[PATCH] drm/shmem-helper: Don't remove the offset in vm_area_struct pgoff
Steven Price
steven.price at arm.com
Fri Feb 19 13:36:06 UTC 2021
On 18/02/2021 18:20, Daniel Vetter wrote:
> On Thu, Feb 18, 2021 at 6:16 PM Rob Herring <robh+dt at kernel.org> wrote:
>>
>> On Thu, Feb 18, 2021 at 10:51 AM Steven Price <steven.price at arm.com> wrote:
>>>
>>> On 18/02/2021 16:38, Rob Herring wrote:
>>>> On Thu, Feb 18, 2021 at 10:15 AM Steven Price <steven.price at arm.com> wrote:
>>>>>
>>>>> On 18/02/2021 15:45, Alyssa Rosenzweig wrote:
>>>>>>> Yeah plus Cc: stable for backporting and I think an igt or similar for
>>>>>>> panfrost to check this works correctly would be pretty good too. Since
>>>>>>> if it took us over 1 year to notice this bug it's pretty clear that
>>>>>>> normal testing doesn't catch this. So very likely we'll break this
>>>>>>> again.
>>>>>>
>>>>>> Unfortunately there are a lot of kernel bugs which are noticed during actual
>>>>>> use (but not CI runs), some of which have never been fixed. I do know
>>>>>> the shrinker impl is buggy for us, if this is the fix I'm very happy.
>>>>>
>>>>> I doubt this will actually "fix" anything - if I understand correctly
>>>>> then the sequence which is broken is:
>>>>>
>>>>> * allocate BO, mmap to CPU
>>>>> * madvise(DONTNEED)
>>>>> * trigger purge
>>>>> * try to access the BO memory
>>>>>
>>>>> which is an invalid sequence for user space - the attempt to access
>>>>> memory should cause a SIGSEGV. However because drm_vma_node_unmap() is
>>>>> unable to find the mappings there may still be page table entries
>>>>> present which would provide access to memory the kernel has freed. Which
>>>>> is of course a big security hole and so this fix is needed.
>>>>>
>>>>> In what way do you find the shrinker impl buggy? I'm aware there's some
>>>>> dodgy locking (although I haven't worked out how to fix it) - but AFAICT
>>>>> it's more deadlock territory rather than lacking in locks. Are there
>>>>> correctness issues?
>>>>
>>>> What's there was largely a result of getting lockdep happy.
>>>>
>>>>>>> btw for testing shrinkers recommended way is to have a debugfs file
>>>>>>> that just force-shrinks everything. That way you avoid all the trouble
>>>>>>> that tend to happen when you drive a system close to OOM on linux, and
>>>>>>> it's also much faster.
>>>>>>
>>>>>> 2nding this as a good idea.
>>>>>>
>>>>>
>>>>> Sounds like a good idea to me too. But equally I'm wondering whether the
>>>>> best (short term) solution is to actually disable the shrinker. I'm
>>>>> somewhat surprised that nobody has got fed up with the "Purging xxx
>>>>> bytes" message spam - which makes me think that most people are not
>>>>> hitting memory pressure to trigger the shrinker.
>>>>
>>>> If the shrinker is dodgy, then it's probably good to have the messages
>>>> to know if it ran.
>>>>
>>>>> The shrinker on kbase caused a lot of grief - and the only way I managed
>>>>> to get that under control was by writing a static analysis tool for the
>>>>> locking, and by upsetting people by enforcing the (rather dumb) rules of
>>>>> the tool on the code base. I've been meaning to look at whether sparse
>>>>> can do a similar check of locks.
>>>>
>>>> Lockdep doesn't cover it?
>>>
>>> Short answer: no ;)
>
> It's pretty good actually, if you correctly annotate things up.
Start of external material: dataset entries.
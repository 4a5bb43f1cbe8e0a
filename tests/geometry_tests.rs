use keylight::config::{KeyboardDimensions, StripParams};
use keylight::consts::{FALLBACK_LED_PITCH_MM, KEY_COUNT, WHITE_KEY_COUNT};
use keylight::geometry::{
    calibrate_pitch, select_pitch, BlackKeyPlacement, KeyGeometry, KeyboardLayout, LedStrip,
    PitchSource,
};
use keylight::notes;
use keylight::KeylightError;
use rstest::rstest;

fn default_layout() -> KeyboardLayout {
    KeyboardLayout::build(&KeyboardDimensions::default()).unwrap()
}

// --- KEYS ---

#[test]
fn test_layout_has_88_ordered_keys() {
    let layout = default_layout();
    let keys = layout.keys();
    assert_eq!(keys.len(), KEY_COUNT);
    assert_eq!(keys.iter().filter(|k| !k.is_black).count(), WHITE_KEY_COUNT);

    for pair in keys.windows(2) {
        assert!(pair[0].right_edge_mm <= pair[1].left_edge_mm);
        assert!(pair[0].left_edge_mm < pair[1].left_edge_mm);
    }
    for (i, k) in keys.iter().enumerate() {
        assert_eq!(k.key_index, i);
        assert_eq!(k.is_black, notes::is_black(i));
        assert!(k.width_mm() > 0.0);
    }
}

#[test]
fn test_keyboard_width_matches_white_keys() {
    let layout = default_layout();
    // 52 white keys of 23.5 mm separated by 51 gaps of 1 mm.
    let expected = 52.0 * 23.5 + 51.0 * 1.0;
    assert!((layout.width_mm() - expected).abs() < 1e-9);
    assert_eq!(layout.left_edge_mm(), 0.0);
}

#[test]
fn test_black_keys_keep_full_width() {
    let layout = default_layout();
    for k in layout.keys().iter().filter(|k| k.is_black) {
        assert!((k.width_mm() - 13.7).abs() < 1e-9, "key {}", k.key_index);
    }
}

// C#4 (40) and F#4 (45) move left, D#4 (42) and A#4 (49) move right, G#4 (47) stays.
#[rstest]
#[case(40, -0.15)]
#[case(42, 0.15)]
#[case(45, -0.20)]
#[case(47, 0.0)]
#[case(49, 0.20)]
fn test_staggered_shift(#[case] key: usize, #[case] fraction: f64) {
    let staggered = default_layout();
    let centered = KeyboardLayout::build(&KeyboardDimensions {
        black_key_placement: BlackKeyPlacement::Centered,
        ..Default::default()
    })
    .unwrap();

    let shift = staggered.key(key).unwrap().center_mm() - centered.key(key).unwrap().center_mm();
    assert!((shift - fraction * 13.7).abs() < 1e-9, "shift {}", shift);
}

#[test]
fn test_centered_black_key_sits_on_gap() {
    let layout = KeyboardLayout::build(&KeyboardDimensions {
        black_key_placement: BlackKeyPlacement::Centered,
        ..Default::default()
    })
    .unwrap();
    // A#0 between A0 (0..23.5) and B0 (24.5..48).
    assert!((layout.key(1).unwrap().center_mm() - 24.0).abs() < 1e-9);
}

#[rstest]
#[case(0.0, 13.7, 1.0)]
#[case(23.5, -1.0, 1.0)]
#[case(23.5, 13.7, -0.5)]
#[case(f64::NAN, 13.7, 1.0)]
#[case(23.5, f64::INFINITY, 1.0)]
fn test_invalid_dimensions(#[case] ww: f64, #[case] bw: f64, #[case] gap: f64) {
    let dims = KeyboardDimensions {
        white_key_width_mm: ww,
        black_key_width_mm: bw,
        white_key_gap_mm: gap,
        ..Default::default()
    };
    assert!(matches!(
        KeyboardLayout::build(&dims),
        Err(KeylightError::InvalidGeometry(_))
    ));
}

#[test]
fn test_black_key_wider_than_white_pitch_is_rejected() {
    let dims = KeyboardDimensions {
        black_key_width_mm: 40.0,
        ..Default::default()
    };
    assert!(KeyboardLayout::build(&dims).is_err());
}

#[test]
fn test_from_keys_rejects_overlap() {
    let keys = vec![
        KeyGeometry::new(0, false, 0.0, 10.0),
        KeyGeometry::new(1, true, 9.0, 20.0),
    ];
    assert!(matches!(
        KeyboardLayout::from_keys(keys),
        Err(KeylightError::InvalidGeometry(_))
    ));
}

#[test]
fn test_from_keys_rejects_unknown_key() {
    let keys = vec![KeyGeometry::new(88, false, 0.0, 10.0)];
    assert!(matches!(
        KeyboardLayout::from_keys(keys),
        Err(KeylightError::InvalidKey(_))
    ));
}

// --- LEDS ---

#[rstest]
#[case(144.0, None, 1000.0 / 144.0, PitchSource::LedsPerMeter)]
#[case(144.0, Some(7.1), 7.1, PitchSource::Calibrated)]
#[case(0.0, Some(7.1), 7.1, PitchSource::Calibrated)]
#[case(144.0, Some(-1.0), 1000.0 / 144.0, PitchSource::LedsPerMeter)]
#[case(0.0, None, FALLBACK_LED_PITCH_MM, PitchSource::Fallback)]
#[case(f64::NAN, Some(0.0), FALLBACK_LED_PITCH_MM, PitchSource::Fallback)]
fn test_pitch_precedence(
    #[case] lpm: f64,
    #[case] calibrated: Option<f64>,
    #[case] expected: f64,
    #[case] source: PitchSource,
) {
    let sel = select_pitch(lpm, calibrated);
    assert!((sel.pitch_mm - expected).abs() < 1e-12);
    assert_eq!(sel.source, source);
    assert_eq!(sel.was_adjusted, source == PitchSource::Calibrated);
}

#[test]
fn test_calibrate_pitch_from_span() {
    assert_eq!(calibrate_pitch(700.0, 0, 100), Some(7.0));
    assert_eq!(calibrate_pitch(700.0, 100, 100), None);
    assert_eq!(calibrate_pitch(-1.0, 0, 100), None);
}

#[test]
fn test_led_centres_follow_pitch_and_offset() {
    let params = StripParams {
        total_leds: 100,
        leds_per_meter: 100.0,
        led_physical_width_mm: 4.0,
        calibrated_pitch_mm: None,
        strip_offset_mm: 5.0,
    };
    let strip = LedStrip::new(&params, 0).unwrap();
    assert!((strip.center_mm(0) - 7.0).abs() < 1e-9);
    assert!((strip.center_mm(10) - 107.0).abs() < 1e-9);

    let p = strip.placement(10).unwrap();
    assert!((p.left_mm() - 105.0).abs() < 1e-9);
    assert!((p.right_mm() - 109.0).abs() < 1e-9);
    assert!(strip.placement(100).is_none());
}

#[test]
fn test_strip_rejects_zero_width_leds() {
    let params = StripParams {
        led_physical_width_mm: 0.0,
        ..Default::default()
    };
    assert!(LedStrip::new(&params, 0).is_err());
}
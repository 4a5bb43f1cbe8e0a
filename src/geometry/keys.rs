use crate::config::{require_non_negative, require_positive, KeyboardDimensions};
use crate::consts::KEY_COUNT;
use crate::notes::{self, PitchClass};
use crate::{KeylightError, KlResult};
use clap::ValueEnum;
use serde::{Deserialize, Serialize};
use strum_macros::{Display, EnumString};
use tracing::debug;

#[derive(
    Debug,
    Clone,
    Copy,
    PartialEq,
    Eq,
    Default,
    Serialize,
    Deserialize,
    ValueEnum,
    Display,
    EnumString,
)]
#[serde(rename_all = "lowercase")]
#[strum(serialize_all = "lowercase")]
pub enum BlackKeyPlacement {
    /// Black keys centred on the gap between their white neighbours.
    Centered,
    /// Black keys shifted outwards within their 2/3 group, as on acoustic pianos.
    #[default]
    Staggered,
}

impl BlackKeyPlacement {
    /// Horizontal shift of a black key's centre, as a fraction of the black key width.
    fn shift_fraction(self, pc: PitchClass) -> f64 {
        match self {
            BlackKeyPlacement::Centered => 0.0,
            BlackKeyPlacement::Staggered => match pc {
                PitchClass::CSharp => -0.15,
                PitchClass::DSharp => 0.15,
                PitchClass::FSharp => -0.20,
                PitchClass::GSharp => 0.0,
                PitchClass::ASharp => 0.20,
                _ => 0.0,
            },
        }
    }
}

/// Allocation span of a single key along the strip axis.
///
/// White keys next to a black key are clipped at the black key's edge, so spans of
/// different keys never overlap.
#[derive(Debug, Clone, Copy, PartialEq, Serialize, Deserialize)]
pub struct KeyGeometry {
    pub key_index: usize,
    pub is_black: bool,
    pub left_edge_mm: f64,
    pub right_edge_mm: f64,
}

impl KeyGeometry {
    pub fn new(key_index: usize, is_black: bool, left_edge_mm: f64, right_edge_mm: f64) -> Self {
        Self {
            key_index,
            is_black,
            left_edge_mm,
            right_edge_mm,
        }
    }

    #[inline]
    pub fn width_mm(&self) -> f64 {
        self.right_edge_mm - self.left_edge_mm
    }

    #[inline]
    pub fn center_mm(&self) -> f64 {
        (self.left_edge_mm + self.right_edge_mm) * 0.5
    }

    #[inline]
    pub fn span(&self) -> (f64, f64) {
        (self.left_edge_mm, self.right_edge_mm)
    }
}

#[derive(Debug, Clone, PartialEq, Serialize, Deserialize)]
pub struct KeyboardLayout {
    keys: Vec<KeyGeometry>,
}

impl KeyboardLayout {
    pub fn build(dims: &KeyboardDimensions) -> KlResult<Self> {
        require_positive("white_key_width_mm", dims.white_key_width_mm)?;
        require_positive("black_key_width_mm", dims.black_key_width_mm)?;
        require_non_negative("white_key_gap_mm", dims.white_key_gap_mm)?;

        let ww = dims.white_key_width_mm;
        let bw = dims.black_key_width_mm;
        let gap = dims.white_key_gap_mm;
        let white_pitch = ww + gap;

        // Pass 1: full bodies. White keys sit side by side; a black key is centred on
        // the gap after the preceding white key.
        let mut bodies: Vec<(bool, f64, f64)> = Vec::with_capacity(KEY_COUNT);
        let mut white_ordinal = 0usize;
        for k in 0..KEY_COUNT {
            let pc = notes::pitch_class(k);
            if pc.is_black() {
                let prev_white_right = (white_ordinal - 1) as f64 * white_pitch + ww;
                let center = prev_white_right
                    + gap * 0.5
                    + dims.black_key_placement.shift_fraction(pc) * bw;
                bodies.push((true, center - bw * 0.5, center + bw * 0.5));
            } else {
                let left = white_ordinal as f64 * white_pitch;
                bodies.push((false, left, left + ww));
                white_ordinal += 1;
            }
        }

        // Pass 2: clip white keys at neighbouring black keys.
        let mut keys = Vec::with_capacity(KEY_COUNT);
        for (k, &(is_black, body_left, body_right)) in bodies.iter().enumerate() {
            if is_black {
                keys.push(KeyGeometry::new(k, true, body_left, body_right));
                continue;
            }
            let left = match k.checked_sub(1).map(|p| bodies[p]) {
                Some((true, _, black_right)) => black_right,
                _ => body_left,
            };
            let right = match bodies.get(k + 1) {
                Some(&(true, black_left, _)) => black_left,
                _ => body_right,
            };
            keys.push(KeyGeometry::new(k, false, left, right));
        }

        let layout = Self { keys };
        layout.check_monotonic()?;

        debug!(
            "Keyboard layout built: {:.1} mm wide (white {:.2}, black {:.2}, gap {:.2}, {})",
            layout.width_mm(),
            ww,
            bw,
            gap,
            dims.black_key_placement
        );

        Ok(layout)
    }

    /// Builds a layout from arbitrary key spans. Keys must be sorted by index and have
    /// strictly increasing, non-overlapping spans.
    pub fn from_keys(keys: Vec<KeyGeometry>) -> KlResult<Self> {
        if keys.iter().any(|k| k.key_index >= KEY_COUNT) {
            return Err(KeylightError::InvalidKey(format!(
                "key index must be below {}",
                KEY_COUNT
            )));
        }
        let layout = Self { keys };
        layout.check_monotonic()?;
        Ok(layout)
    }

    fn check_monotonic(&self) -> KlResult<()> {
        for k in &self.keys {
            if !(k.width_mm() > 0.0) {
                return Err(KeylightError::InvalidGeometry(format!(
                    "key {} ({}) has a non-positive span",
                    k.key_index,
                    notes::note_name(k.key_index)
                )));
            }
        }
        for pair in self.keys.windows(2) {
            let (a, b) = (&pair[0], &pair[1]);
            if b.key_index <= a.key_index
                || b.left_edge_mm <= a.left_edge_mm
                || b.right_edge_mm <= a.right_edge_mm
                || b.left_edge_mm < a.right_edge_mm
            {
                return Err(KeylightError::InvalidGeometry(format!(
                    "key spans are not ordered between keys {} and {}",
                    a.key_index, b.key_index
                )));
            }
        }
        Ok(())
    }

    pub fn keys(&self) -> &[KeyGeometry] {
        &self.keys
    }

    pub fn key(&self, key_index: usize) -> Option<&KeyGeometry> {
        self.keys.iter().find(|k| k.key_index == key_index)
    }

    pub fn left_edge_mm(&self) -> f64 {
        self.keys.first().map_or(0.0, |k| k.left_edge_mm)
    }

    pub fn right_edge_mm(&self) -> f64 {
        self.keys.last().map_or(0.0, |k| k.right_edge_mm)
    }

    pub fn width_mm(&self) -> f64 {
        self.right_edge_mm() - self.left_edge_mm()
    }
}

#[cfg(test)]
mod tests {
    use super::*;

    #[test]
    fn test_white_keys_touch_black_neighbours() {
        let layout = KeyboardLayout::build(&KeyboardDimensions::default()).unwrap();
        let keys = layout.keys();
        // A0 | A#0 | B0
        assert_eq!(keys[0].right_edge_mm, keys[1].left_edge_mm);
        assert_eq!(keys[1].right_edge_mm, keys[2].left_edge_mm);
        // B0 and C1 are separated by the physical gap.
        assert!((keys[3].left_edge_mm - keys[2].right_edge_mm - 1.0).abs() < 1e-9);
    }

    #[test]
    fn test_oversized_black_key_is_rejected() {
        let dims = KeyboardDimensions {
            black_key_width_mm: 60.0,
            ..Default::default()
        };
        assert!(KeyboardLayout::build(&dims).is_err());
    }
}
pub mod layer;
pub mod overrides;
pub mod state;

pub use self::layer::{apply_calibration, CalibrationReport, LedConflict};
pub use self::overrides::{apply_overrides, OverrideOverlap, OverrideReport};
pub use self::state::{
    CalibrationSchema, CalibrationState, KeyTrim, NormalizationReport, RawCalibration,
};
pub mod api;
pub mod calibration;
pub mod config;
pub mod consts;
pub mod engine;
pub mod export;
pub mod geometry;
pub mod mapping;
pub mod notes;
pub mod settings;
pub mod sweep;
pub mod util;
// cmd and reports are binary modules (declared in main.rs).

use thiserror::Error;

#[derive(Error, Debug)]
pub enum KeylightError {
    #[error("IO Error: {0}")]
    Io(#[from] std::io::Error),

    #[error("CSV Error: {0}")]
    Csv(#[from] csv::Error),

    #[error("JSON Parsing Error: {0}")]
    Json(#[from] serde_json::Error),

    #[error("Invalid Geometry: {0}")]
    InvalidGeometry(String),

    #[error("Invalid Key: {0}")]
    InvalidKey(String),

    #[error("Configuration Error: {0}")]
    Config(String),

    #[error("Settings Error: {0}")]
    Settings(String),
}

pub type KlResult<T> = Result<T, KeylightError>;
I agree - it's pretty good, the problem is you need reasonable test
coverage, and getting good test coverage of shrinkers is hard.
>>> The problem with lockdep is that you have to trigger the locking
>>> scenario to get a warning out of it. For example you obviously won't get
>>> any warnings about the shrinker without triggering the shrinker (which
>>> means memory pressure since we don't have the debugfs file to trigger it).
>>
>> Actually, you don't need debugfs. Writing to /proc/sys/vm/drop_caches
>> will do it. Though maybe there's other code path scenarios that
>> wouldn't cover.
>
> Huh didn't know, but it's a bit a shotgun, plus it doesn't use
> fs_reclaim shrinker annotations, which means you don't have lockdep
> checks. I think at least, would need some deadlock and testing.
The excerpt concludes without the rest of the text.